Fandeli has a set of professional sandpaper with multiple grit counts. The set, 80 (5); 120 (10); 220 (10), includes 25 sheets made of high-quality aluminum oxide mineral. The best sandpaper for wood should be able to last longer and reduce clogging, both of which Fandeli does flawlessly.
Although I’m exclusively recommending items that work well within the capacity of wood, Fandeli is also compatible with metal, lacquers, and paint. The assorted sandpaper can best be utilized to strip and remove, preparing surface, and create a smooth texture for finishing.
Finding The Right Sandpaper
Sanding has an immense and gradual effect on wood. Some sandpaper could have a more dramatic effect than others, but there are ways to determine the outcome without even using any.
Grit on the best sandpaper for wood refers to the size of abrasive materials on it. Fine abrasive material, that helps create a smoother surface, is associated with the higher grit numbers. The lower end grit counts are coarse and scrape of material quickly.

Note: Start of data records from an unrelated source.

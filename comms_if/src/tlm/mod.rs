//! # Telemetry module
//!
//! The simulator speaks socket.io over a websocket. Each text frame starts with
//! a two digit header: `4` marks a websocket message and `2` marks an event.
//! Event frames carry a JSON array of `[event_name, payload]`, for example:
//!
//! ```text
//! 42["telemetry",{"cte":"0.7598","speed":"21.37","steering_angle":"-1.2"}]
//! ```
//!
//! The simulator encodes the telemetry values as strings. Plain JSON numbers
//! are also accepted.
//!
//! Replies are either a steering command:
//!
//! ```text
//! 42["steer",{"steering_angle":-0.07,"throttle":0.3}]
//! ```
//!
//! or, when the simulator sent an event without data, a request to hand
//! control back to the user (`42["manual",{}]`).

// ---------------------------------------------------------------------------
// IMPORTS
// ---------------------------------------------------------------------------

// External
use serde::{Deserialize, Serialize};
use serde_json::{self, Value};
use thiserror::Error;

// ---------------------------------------------------------------------------
// CONSTANTS
// ---------------------------------------------------------------------------

/// Header of a socket.io event frame.
pub const EVENT_HEADER: &str = "42";

/// Name of the inbound telemetry event.
pub const TELEMETRY_EVENT: &str = "telemetry";

/// Name of the outbound steering command event.
pub const STEER_EVENT: &str = "steer";

/// Frame sent back to the simulator to hand control back to the user.
pub const MANUAL_FRAME: &str = "42[\"manual\",{}]";

// ---------------------------------------------------------------------------
// DATA STRUCTURES
// ---------------------------------------------------------------------------

/// A single telemetry observation from the simulator.
#[derive(Debug, Clone, Copy, PartialEq)]
pub struct Telemetry {
    /// Cross track error, the lateral distance from the reference path.
    pub cte: f64,

    /// Current speed of the vehicle, in the simulator's speed units.
    pub speed: f64,

    /// Current steering angle reported by the simulator, if any.
    ///
    /// Not used for control.
    pub steering_angle: Option<f64>
}

/// Steering and throttle command sent to the simulator.
#[derive(Debug, Clone, Copy, PartialEq, Serialize, Deserialize)]
pub struct SteerCmd {
    /// Normalised steering demand in the range [-1, 1].
    pub steering_angle: f64,

    /// Throttle demand, not limited.
    pub throttle: f64
}

/// Payload of the telemetry event as it appears on the wire.
#[derive(Debug, Deserialize)]
struct RawTelemetry {
    cte: WireNum,
    speed: WireNum,
    #[serde(default)]
    steering_angle: Option<WireNum>
}

// ---------------------------------------------------------------------------
// ENUMERATIONS
// ---------------------------------------------------------------------------

/// A decoded inbound frame.
#[derive(Debug, Clone, PartialEq)]
pub enum Frame {
    /// The frame is not a socket.io event and must be ignored.
    NotEvent,

    /// The frame is an event without any data, the simulator is waiting for
    /// the user to drive.
    NoData,

    /// A telemetry observation.
    Telemetry(Telemetry),

    /// Some other event which the controller does not handle.
    Other(String)
}

/// A number which may be sent either as a JSON number or a string.
#[derive(Debug, Deserialize)]
#[serde(untagged)]
enum WireNum {
    Num(f64),
    Str(String)
}

/// Possible frame parsing errors.
#[derive(Debug, Error)]
pub enum TlmParseError {
    #[error("Frame contains invalid JSON: {0}")]
    InvalidJson(serde_json::Error),

    #[error("Expected the event to be a JSON array starting with the event name")]
    InvalidEvent,

    #[error("The {0} event has no payload")]
    MissingPayload(String),

    #[error("Telemetry payload is invalid: {0}")]
    InvalidPayload(serde_json::Error),

    #[error("Telemetry field `{0}` is not a number (found {1:?})")]
    InvalidNumber(&'static str, String),

    #[error("Telemetry field `{0}` is not finite (found {1})")]
    NonFinite(&'static str, f64)
}

// ---------------------------------------------------------------------------
// PUBLIC FUNCTIONS
// ---------------------------------------------------------------------------

/// Decode a single text frame received from the simulator.
///
/// Non-finite telemetry values are rejected here so that they can never reach
/// a controller.
pub fn decode(frame: &str) -> Result<Frame, TlmParseError> {
    if frame.len() <= EVENT_HEADER.len() || !frame.starts_with(EVENT_HEADER) {
        return Ok(Frame::NotEvent)
    }

    let event_str = match event_data(frame) {
        Some(s) => s,
        None => return Ok(Frame::NoData)
    };

    let val: Value = serde_json::from_str(event_str)
        .map_err(TlmParseError::InvalidJson)?;

    let name = match val.get(0).and_then(Value::as_str) {
        Some(n) => n,
        None => return Err(TlmParseError::InvalidEvent)
    };

    if name != TELEMETRY_EVENT {
        return Ok(Frame::Other(name.to_string()))
    }

    let payload = match val.get(1) {
        Some(p) => p.clone(),
        None => return Err(TlmParseError::MissingPayload(name.to_string()))
    };

    let raw: RawTelemetry = serde_json::from_value(payload)
        .map_err(TlmParseError::InvalidPayload)?;

    Ok(Frame::Telemetry(Telemetry {
        cte: raw.cte.to_finite("cte")?,
        speed: raw.speed.to_finite("speed")?,
        steering_angle: match raw.steering_angle {
            Some(a) => Some(a.to_finite("steering_angle")?),
            None => None
        }
    }))
}

/// Encode a steering command frame.
pub fn encode_steer(cmd: &SteerCmd) -> Result<String, serde_json::Error> {
    let event = serde_json::to_string(&(STEER_EVENT, cmd))?;

    Ok(format!("{}{}", EVENT_HEADER, event))
}

// ---------------------------------------------------------------------------
// PRIVATE FUNCTIONS
// ---------------------------------------------------------------------------

/// Get the JSON array carried by an event frame.
///
/// Frames containing `null` anywhere, or without a pair of square brackets,
/// carry no data.
fn event_data(frame: &str) -> Option<&str> {
    if frame.contains("null") {
        return None
    }

    let start = frame.find('[')?;
    let end = frame.rfind(']')?;

    if end < start {
        return None
    }

    Some(&frame[start..=end])
}

// ---------------------------------------------------------------------------
// IMPLEMENTATIONS
// ---------------------------------------------------------------------------

impl WireNum {
    fn to_finite(&self, field: &'static str) -> Result<f64, TlmParseError> {
        let value = match self {
            WireNum::Num(n) => *n,
            WireNum::Str(s) => s.trim().parse::<f64>()
                .map_err(|_| TlmParseError::InvalidNumber(field, s.clone()))?
        };

        if value.is_finite() {
            Ok(value)
        }
        else {
            Err(TlmParseError::NonFinite(field, value))
        }
    }
}

// ---------------------------------------------------------------------------
// TESTS
// ---------------------------------------------------------------------------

What is the best grit for sanding wood?
As I mentioned previously, sanding is a process that is just as important as carving, and requires the same amount of patience and attentiveness. Sandpaper is divided by its grit, and the grit determines how much material comes off. Rule of thumb here is the lower the grit count, the rougher it is.
Low grade sandpaper removes the most amount of material. For example, 60-grit sandpaper is a very rough grade and works great for wood. I recommend using it for rough surfaces when the wood has dents, gouges, splinters, or loose fibers.
I’m going to point out that it does remove wood pretty fast, so if the 60 grit sandpaper is too aggressive, then try 80 grit (it has less abrasive characteristics). You can use both papers for removing old finishes, paint, or even to shape the wood to your liking.
Being the go-to sandpaper for aggressive wood removal, I would advise against using these grades for finish work. Instead, follow up your wood carving project by using a higher grit count. The 60 and 80 grit sandpaper are not good for fine woodworking.
The Main Squeeze
Woodworkers and woodcarvers typically rely the most on 100-grit sandpaper over any other grade, it is essentially the main squeeze of the industry. Its ability to smooth out the wood with the right amount of abrasion provides a surface that becomes optimal for finishing.
Most often when a wood carving project is complete there are still left over scratches, fibers, defects, and other blemishes. Use a 100-grit sandpaper to remove the remaining defects and uneven edges for a complete smooth surface. The 100-grit paper is the best sandpaper for general use.
The Extra Mile
In order to take your follow up touches to the next level, you’ll want to grab a sandpaper grade between 120 – 180 grit. This significantly less abrasive option is great for further surface refinement, however it isn’t completely necessary and typically a 100-grit sandpaper will suffice. But if you are looking to make your clear topcoats lie flat and have that glossy look then a higher grit will be very effective.
Try not to overuse higher grit sandpaper. It’s best to use them sparingly because it has the potential to actually polish the wood instead of removing excess fibers, this can cause wood staining penetration uneven and blotchy. A good indicator of aggressive sanding is if the wood has streaks or spots, and if this happens, I recommend going back over it with a 100-grit paper to slightly rough the surface and that will help with consistent stain application.
Having access to the best sandpaper for wood means getting different grit counts. A mixture of coarse/medium/fine sandpaper will help even out all micro blemishes for those finishing touches.